• **REQUIREMENT**
Nothing outside the range is wanted. Repeat exactly the lines below from the one with "pub fn length(&self)" through the one with "pub fn is_zero(&self)".

--- EXCERPTED RECORDS ---

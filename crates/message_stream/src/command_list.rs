//! The command list: messages that survived a full propagation pass, waiting
//! for the simulation/network layer to drain them.

use crate::list::MessageList;
use crate::message::Message;
use std::ops::{Deref, DerefMut};
use tracing::trace;

/// Downstream sink of the message stream.
///
/// A plain [`MessageList`] (all list operations are available through
/// `Deref`) with an order-preserving bulk append. The consumer drains it once
/// per tick.
#[derive(Debug, Default)]
pub struct CommandList {
    messages: MessageList,
}

impl CommandList {
    pub fn new() -> Self {
        Self::default()
    }

    /// Appends every message of `messages` individually, keeping their order.
    /// Returns how many were appended.
    pub fn append_message_list<I>(&mut self, messages: I) -> usize
    where
        I: IntoIterator<Item = Message>,
    {
        let mut appended = 0;
        for message in messages {
            self.messages.append(message);
            appended += 1;
        }
        if appended > 0 {
            trace!("📥 Command list received {} messages ({} pending)", appended, self.messages.len());
        }
        appended
    }
}

impl Deref for CommandList {
    type Target = MessageList;

    fn deref(&self) -> &MessageList {
        &self.messages
    }
}

impl DerefMut for CommandList {
    fn deref_mut(&mut self) -> &mut MessageList {
        &mut self.messages
    }
}
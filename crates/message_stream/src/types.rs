//! # Core Type Definitions
//!
//! Identifier and coordinate types carried as message arguments.
//!
//! ## Key Types
//!
//! - [`PlayerIndex`] - Slot of the player that originated a message
//! - [`ObjectId`], [`DrawableId`], [`TeamId`] - Wrapper ids so the three
//!   reference kinds cannot be confused with each other or with plain integers
//! - [`Coord3D`] - World-space location
//! - [`ICoord2D`] / [`IRegion2D`] - Screen-space pixel point and rectangle
//! - [`Coord2D`] - Screen-space vector used for camera scroll offsets

use serde::{Deserialize, Serialize};
use std::fmt;

// ============================================================================
// Identifiers
// ============================================================================

/// Index of the player slot a message originated from.
///
/// Messages built by a stream factory are stamped with the stream's local
/// player; the network layer re-stamps messages it receives from peers.
#[derive(Debug, Clone, Copy, PartialEq, Eq, Hash, PartialOrd, Ord, Default, Serialize, Deserialize)]
pub struct PlayerIndex(pub i32);

impl fmt::Display for PlayerIndex {
    fn fmt(&self, f: &mut fmt::Formatter<'_>) -> fmt::Result {
        write!(f, "player#{}", self.0)
    }
}

/// Reference to a simulation object.
#[derive(Debug, Clone, Copy, PartialEq, Eq, Hash, Default, Serialize, Deserialize)]
pub struct ObjectId(pub u32);

/// Reference to a client-side drawable.
#[derive(Debug, Clone, Copy, PartialEq, Eq, Hash, Default, Serialize, Deserialize)]
pub struct DrawableId(pub u32);

/// Reference to a team.
#[derive(Debug, Clone, Copy, PartialEq, Eq, Hash, Default, Serialize, Deserialize)]
pub struct TeamId(pub u32);

// ============================================================================
// Coordinates
// ============================================================================

/// World-space location.
#[derive(Debug, Clone, Copy, PartialEq, Default, Serialize, Deserialize)]
pub struct Coord3D {
    pub x: f32,
    pub y: f32,
    pub z: f32,
}

impl Coord3D {
    pub fn new(x: f32, y: f32, z: f32) -> Self {
        Self { x, y, z }
    }
}

/// Screen-space vector in (fractional) pixels.
#[derive(Debug, Clone, Copy, PartialEq, Default, Serialize, Deserialize)]
pub struct Coord2D {
    pub x: f32,
    pub y: f32,
}

impl Coord2D {
    pub fn new(x: f32, y: f32) -> Self {
        Self { x, y }
    }

    pub fn length(&self) -> f32 {
        (self.x * self.x + self.y * self.y).sqrt()
    }

    /// Unit vector in the same direction, or zero for a zero vector.
    pub fn normalized(&self) -> Self {
        let len = self.length();
        if len > f32::EPSILON {
            Self::new(self.x / len, self.y / len)
        } else {
            Self::default()
        }
    }

    pub fn is_zero(&self) -> bool {
        self.x == 0.0 && self.y == 0.0
    }
}

/// Screen-space pixel point.
#[derive(Debug, Clone, Copy, PartialEq, Eq, Hash, Default, Serialize, Deserialize)]
pub struct ICoord2D {
    pub x: i32,
    pub y: i32,
}

impl ICoord2D {
    pub fn new(x: i32, y: i32) -> Self {
        Self { x, y }
    }
}

impl std::ops::Sub for ICoord2D {
    type Output = ICoord2D;

    fn sub(self, rhs: Self) -> Self::Output {
        ICoord2D::new(self.x - rhs.x, self.y - rhs.y)
    }
}

impl std::ops::AddAssign for ICoord2D {
    fn add_assign(&mut self, rhs: Self) {
        self.x += rhs.x;
        self.y += rhs.y;
    }
}

/// Axis-aligned pixel rectangle; `lo` is the top-left corner, `hi` the
/// bottom-right one.
#[derive(Debug, Clone, Copy, PartialEq, Eq, Hash, Default, Serialize, Deserialize)]
pub struct IRegion2D {
    pub lo: ICoord2D,
    pub hi: ICoord2D,
}

impl IRegion2D {
    /// Builds the normalized rectangle spanning two arbitrary corners.
    pub fn spanning(a: ICoord2D, b: ICoord2D) -> Self {
        Self {
            lo: ICoord2D::new(a.x.min(b.x), a.y.min(b.y)),
            hi: ICoord2D::new(a.x.max(b.x), a.y.max(b.y)),
        }
    }

    pub fn width(&self) -> i32 {
        self.hi.x - self.lo.x
    }

    pub fn height(&self) -> i32 {
        self.hi.y - self.lo.y
    }

    /// True when the rectangle has collapsed to a single point.
    pub fn is_point(&self) -> bool {
        self.lo == self.hi
    }
}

---

• **ANSWER FOR THIS EXERCISE**
    pub fn length(&self) -> f32 {
        (self.x * self.x + self.y * self.y).sqrt()
    }

    /// Unit vector in the same direction, or zero for a zero vector.
    pub fn normalized(&self) -> Self {
        let len = self.length();
        if len > f32::EPSILON {
            Self::new(self.x / len, self.y / len)
        } else {
            Self::default()
        }
    }

    pub fn is_zero(&self) -> bool {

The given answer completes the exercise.